Re: Very large _metadata file

Jacob Sevart
Thanks! That would do it. I've disabled the operator for now.

The purpose was to know the age of the job's state, so that we could consider its output in terms of how much context it knows. Regular state seemed insufficient because partitions might see their first traffic at different times.

How would you go about implementing something like that?

On Mon, Mar 16, 2020 at 1:54 PM Till Rohrmann <[hidden email]> wrote:
Hi Jacob,

I think you are running into some deficiencies of Flink's union state here. The problem is that for every entry in your list state, Flink stores a separate offset (a long value). The reason for this behaviour is that we use the same state implementation for the union state as well as for the split state. For the latter, the offset information is required to split the state in case of changing the parallelism of your job.

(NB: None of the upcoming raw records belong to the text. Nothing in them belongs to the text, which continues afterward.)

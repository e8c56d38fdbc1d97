//! Ephemeral error recovery and the circuit breaker (§4.9, C9).
//!
//! Recovery messages are never persisted to [`crate::memory::Memory`] — they
//! exist only to be appended to the single outgoing prompt that follows a
//! recoverable error, then discarded. The ring buffer tracks exact-match
//! repetition of a recoverable error's rendered message across iterations of
//! the same turn; five identical entries in a row trips the breaker and ends
//! the turn with [`crate::error::Error::BreakerTripped`].

use crate::error::Error;

const RING_SIZE: usize = 5;

/// Fixed-size circular buffer of the last few recoverable error strings seen
/// in the current turn, used only to detect an unbroken run of identical
/// errors.
#[derive(Debug, Default)]
pub struct ErrorRingBuffer {
    slots: Vec<Option<String>>,
    next: usize,
    filled: usize,
}

impl ErrorRingBuffer {
    pub fn new() -> Self {
        Self {
            slots: vec![None; RING_SIZE],
            next: 0,
            filled: 0,
        }
    }

    /// Record one recoverable error's rendered message. Returns `true` if,
    /// after recording, the buffer holds `RING_SIZE` identical entries in a
    /// row — i.e. the breaker has tripped.
    pub fn record(&mut self, message: &str) -> bool {
        self.slots[self.next] = Some(message.to_string());
        self.next = (self.next + 1) % RING_SIZE;
        self.filled = (self.filled + 1).min(RING_SIZE);

        if self.filled < RING_SIZE {
            return false;
        }
        self.slots
            .iter()
            .all(|slot| slot.as_deref() == Some(message))
    }

    /// Reset on any successful iteration (§4.9: the run only counts
    /// *consecutive* identical errors).
    pub fn reset(&mut self) {
        self.slots = vec![None; RING_SIZE];
        self.next = 0;
        self.filled = 0;
    }
}

/// Render the ephemeral recovery prompt text appended for one recoverable
/// error (§4.9). Deterministic: the same error always renders the same text,
/// so the ring buffer's exact-match comparison is meaningful.
pub fn render_recovery_message(error: &Error) -> String {
    match error {
        Error::NoToolCall => {
            "Your previous response did not contain a tool call. You must call \
             exactly one tool to make progress; respond again with a single \
             <tool>...</tool> block."
                .to_string()
        }
        Error::ParseFailure(detail) => format!(
            "Your previous tool call could not be parsed: {detail}. Check that \
             the XML body is well-formed and try again."
        ),
        Error::UnknownTool(name) => format!(
            "'{name}' is not a registered tool. Choose one of the available \
             tools and try again."
        ),
        Error::ToolDenied(reason) => format!(
            "Your tool call was not approved: {reason}. Consider a different \
             approach or ask the user for clarification."
        ),
        Error::Tool(detail) => format!(
            "Your tool call failed during execution: {detail}. Adjust your \
             arguments or approach and try again."
        ),
        Error::PathOutsideWorkspace(path) => format!(
            "The path '{path}' is outside the workspace and cannot be accessed. \
             Use a path inside the workspace."
        ),
        Error::CommandTerminated(exec_id, reason) => format!(
            "Command execution '{exec_id}' did not complete: {reason}. Consider \
             a shorter-running command or a different approach."
        ),
        other => format!("An error occurred: {other}"),
    }
}

#[cfg(test)]
mod tests {
    use super::*;

    #[test]
    fn five_identical_errors_in_a_row_trips_the_breaker() {
        let mut ring = ErrorRingBuffer::new();
        for _ in 0..4 {
            assert!(!ring.record("same"));
        }
        assert!(ring.record("same"));
    }

    #[test]
    fn a_differing_error_resets_the_run() {
        let mut ring = ErrorRingBuffer::new();
        for _ in 0..4 {
            assert!(!ring.record("same"));
        }
        assert!(!ring.record("different"));
        for _ in 0..3 {
            assert!(!ring.record("different"));
        }
        assert!(ring.record("different"));
    }

    #[test]
    fn explicit_reset_clears_the_run() {
        let mut ring = ErrorRingBuffer::new();
        for _ in 0..4 {
            ring.record("same");
        }
        ring.reset();
        for _ in 0..4 {
            assert!(!ring.record("same"));
        }
        assert!(ring.record("same"));
    }

    #[test]
    fn recovery_messages_are_deterministic() {
        let a = render_recovery_message(&Error::NoToolCall);
        let b = render_recovery_message(&Error::NoToolCall);
        assert_eq!(a, b);
        assert_ne!(
            render_recovery_message(&Error::unknown_tool("x")),
            render_recovery_message(&Error::unknown_tool("y"))
        );
    }
}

My recommendation would be to try to get rid of union state all together. The union state has primarily been introduced to checkpoint some source implementations and might become deprecated due to performance problems once these sources can be checkpointed differently.

Cheers,
Till

On Sat, Mar 14, 2020 at 3:23 AM Jacob Sevart <[hidden email]> wrote:
Oh, I should clarify that's 43MB per partition, so with 48 partitions it explains my 2GB.

On Fri, Mar 13, 2020 at 7:21 PM Jacob Sevart <[hidden email]> wrote:
Running Checkpoints.loadCheckpointMetadata under a debugger, I found something: subtaskState.managedOperatorState[0].sateNameToPartitionOffsets("startup-times").offsets.value weights 43MB (5.3 million longs).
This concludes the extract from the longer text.